デジタルカメラ(デジカメ)やスマートフォン(スマホ)で動画の撮影ができるようになったことで、動画撮影が一般的になりました。
本コーナーで何度も書いているように、私は動画撮影が一部の人に限られていた大昔から、映像には人一倍強い興味を持っています。
その分、最近になって動画撮影を始めた人に比べて、動画に関する知識が深いかというと、そんなこともないです。私も、デジタルの時代になって改めて認識したこともあります。
民生用ビデオカメラが登場する前、普通の個人が映像を撮影出来たのは8ミリ映画です。8ミリ映画用のフィルムが市販されていました。方式は、コダックが開発したスーパー8方式と、富士フイルムが開発し、富士フイルムのみでその方式のカメラを販売していたシングル8方式がありました。
私は、凝った撮影ができそうなシングル8を選び、道楽として楽しみました。
8ミリ映画を撮影する時の撮影コマ数は、通常は毎秒18コマです。
デジタル時代の今は、コマといわずにフレームといい、1秒間に撮影するフレーム数をフレームレート(fps)といったりします。意味するところは同じです。
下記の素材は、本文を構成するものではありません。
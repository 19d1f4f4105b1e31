//! Explosion effects: an expanding, fading disc per `Exploded` message.

use bevy::prelude::*;

use crate::screens::GameState;
use crate::signals::Exploded;
use crate::theme::palette;
use crate::{GameSet, Z_EFFECT, gameplay_running};

/// How long an explosion stays on screen.
pub const EXPLOSION_DURATION_SECS: f32 = 0.5;

/// A running explosion effect.
#[derive(Component, Debug, Clone, Reflect)]
#[reflect(Component)]
pub struct Explosion {
    pub timer: Timer,
    pub radius: f32,
}

/// Fraction of the effect played, in `[0, 1]`.
#[must_use]
pub fn explosion_progress(timer: &Timer) -> f32 {
    timer.fraction().clamp(0.0, 1.0)
}

fn spawn_explosions(mut commands: Commands, mut exploded: MessageReader<Exploded>) {
    for msg in exploded.read() {
        commands.spawn((
            Name::new("Explosion"),
            Explosion {
                timer: Timer::from_seconds(EXPLOSION_DURATION_SECS, TimerMode::Once),
                radius: msg.radius,
            },
            // Unit square scaled up by `animate_explosions`.
            Sprite::from_color(palette::EXPLOSION, Vec2::ONE),
            Transform::from_translation(msg.position.extend(Z_EFFECT)).with_scale(Vec3::ZERO),
            DespawnOnExit(GameState::InGame),
        ));
    }
}

fn animate_explosions(
    time: Res<Time>,
    mut commands: Commands,
    mut explosions: Query<(Entity, &mut Explosion, &mut Transform, &mut Sprite)>,
) {
    for (entity, mut explosion, mut transform, mut sprite) in &mut explosions {
        explosion.timer.tick(time.delta());
        if explosion.timer.is_finished() {
            commands.entity(entity).despawn();
            continue;
        }
        let progress = explosion_progress(&explosion.timer);
        let diameter = explosion.radius * 2.0 * progress;
        transform.scale = Vec3::new(diameter, diameter, 1.0);
        sprite.color = palette::EXPLOSION.with_alpha(1.0 - progress);
    }
}

pub(super) fn plugin(app: &mut App) {
    app.register_type::<Explosion>();
    app.add_systems(
        Update,
        (
            animate_explosions.in_set(GameSet::Movement),
            spawn_explosions.in_set(GameSet::Ui),
        )
            .run_if(gameplay_running),
    );
}

#[cfg(test)]
mod tests {
    use super::*;
    use crate::testing::{assert_entity_count, create_base_test_app, transition_to_ingame};
    use bevy::time::TimeUpdateStrategy;
    use pretty_assertions::assert_eq;
    use std::time::Duration;

    #[test]
    fn progress_runs_from_zero_to_one() {
        let mut timer = Timer::from_seconds(1.0, TimerMode::Once);
        assert_eq!(explosion_progress(&timer), 0.0);
        timer.tick(Duration::from_millis(500));
        assert_eq!(explosion_progress(&timer), 0.5);
        timer.tick(Duration::from_secs(5));
        assert_eq!(explosion_progress(&timer), 1.0);
    }

    fn create_explosion_test_app() -> App {
        let mut app = create_base_test_app();
        app.insert_resource(TimeUpdateStrategy::ManualDuration(Duration::from_millis(200)));
        app.configure_sets(Update, (GameSet::Movement, GameSet::Ui).chain());
        app.add_plugins(plugin);
        transition_to_ingame(&mut app);
        app
    }

    #[test]
    fn exploded_message_spawns_effect() {
        let mut app = create_explosion_test_app();
        app.world_mut().write_message(Exploded {
            position: Vec2::new(10.0, 20.0),
            radius: 30.0,
        });
        app.update();

        assert_entity_count::<With<Explosion>>(&mut app, 1);
    }

    #[test]
    fn effect_grows_then_despawns() {
        let mut app = create_explosion_test_app();
        app.world_mut().write_message(Exploded {
            position: Vec2::ZERO,
            radius: 30.0,
        });
        app.update();
        app.update();

        let mut query = app.world_mut().query::<&Transform>();
        let scale = query
            .iter(app.world())
            .find(|t| t.scale.x > 0.0)
            .map(|t| t.scale.x);
        assert!(scale.is_some_and(|s| s > 0.0 && s < 60.0));

        for _ in 0..5 {
            app.update();
        }
        assert_entity_count::<With<Explosion>>(&mut app, 0);
    }
}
ちなみに、商業映画の場合は、毎秒24コマで撮影します。
こうしたことは、8ミリ映画を日常的に撮影していたので、常識として知っていました。
しかし、それを愉しんだ当時、シャッター速度はほとんど意識したことがなかったように思います。素人の私は、映像が写っていればよく、その仕組みまでは深く考えなかったからです。
ネットを使うようになって、初めて、映画のシャッター速度に興味を持ち、本コーナーで11年ほど前に取り上げました。
映像に特別興味が強くない人は、オートで動画の撮影をし、シャッター速度は気にしないことが多い(?)かもしれません。気にしなくても、それなりの動画が撮影できてしまいますしね。
ただ、シャッター速度に興味を持ち、自分がそれまでにオートで撮影した動画を見返すと、違和感を持つ動画があることに気がつくこともあるかもしれません。
たとえば、晴れた日の日中、強い太陽光の下で何か動くものを撮影すると、フレームとフレームのつながりが悪く、パラパラ漫画のように見える動画に仕上がりやすいです。そうした現象は、速いシャッター速度で撮影したときに起きます。
速いシャッター速度は、スチル写真の場合は有効です。たとえば、激しい動きをするスポーツ選手を高速シャッターで撮影すれば、動きの一瞬を止められる、といった具合にです。
高速シャッター速度が、動画の撮影では裏目に出てしまいます。一つひとつのフレームに定着した静止画が、動きを止めたように写っていれば、動画として見たとき、フレーム同士のつながりが悪くなり、パラパラと見えてしまうからです。
少し前、次の動画を本サイトで紹介しました。
この動画の趣旨は、シャッター速度ではなく、フレームレートの設定です。しかし、見ていて、疑問を持ちました。
走る電車のように、動きの速い被写体を撮影する場合、遅いフレームレートよりも速いフレームレートの方が滑らかな動画を撮影できると説明しています。それはシャッター速度の設定次第だろう、と私は考えました。
次の動画は、7年ほど前にアップロードされたものです。この動画でも、走る電車を撮影していますが、こちらは、シャッター速度を変えて撮影し、見え方の違いを検証しています。
撮り比べた動画を見ればわかります。速いシャッター速度で撮影した動画ほど、電車の動きがパラパラして見えます。一方、1/30秒で撮影した動画は、電車の動きが滑らかです。そのように写る理由はすでに書きました。
フレームレートの検証をする動画では、フレーム数が多いほど滑らかな映像になると話していますが、結局のところ、シャッター速度をどのように設定するかにかかっていると私は考えます。
フレームレートが、映画の24コマと同じように、24fpsであっても、シャッター速度を1/50秒にしておけば、パラパラ動画にはなりません。
フレームに写る静止画に被写体ブレが起こり、その結果として、人間の眼には残像が残り、動きが滑らかに見えるからです。逆にいえば、フレーム単位の静止画がシャープに写してしまうと、被写体ブレのない静止画が残像として残り、つながりが悪くなります。
フレームレートの検証をするなら、シャッター速度がいくつだったか説明しないと、動画を見た人に誤った知識を提供しかねません。
動画撮影においては、晴れた日の日中光下であっても、遅いシャッター速度が求められるため、レンズに入る光の量を減らすため、NDフィルターがどうしても必要になります。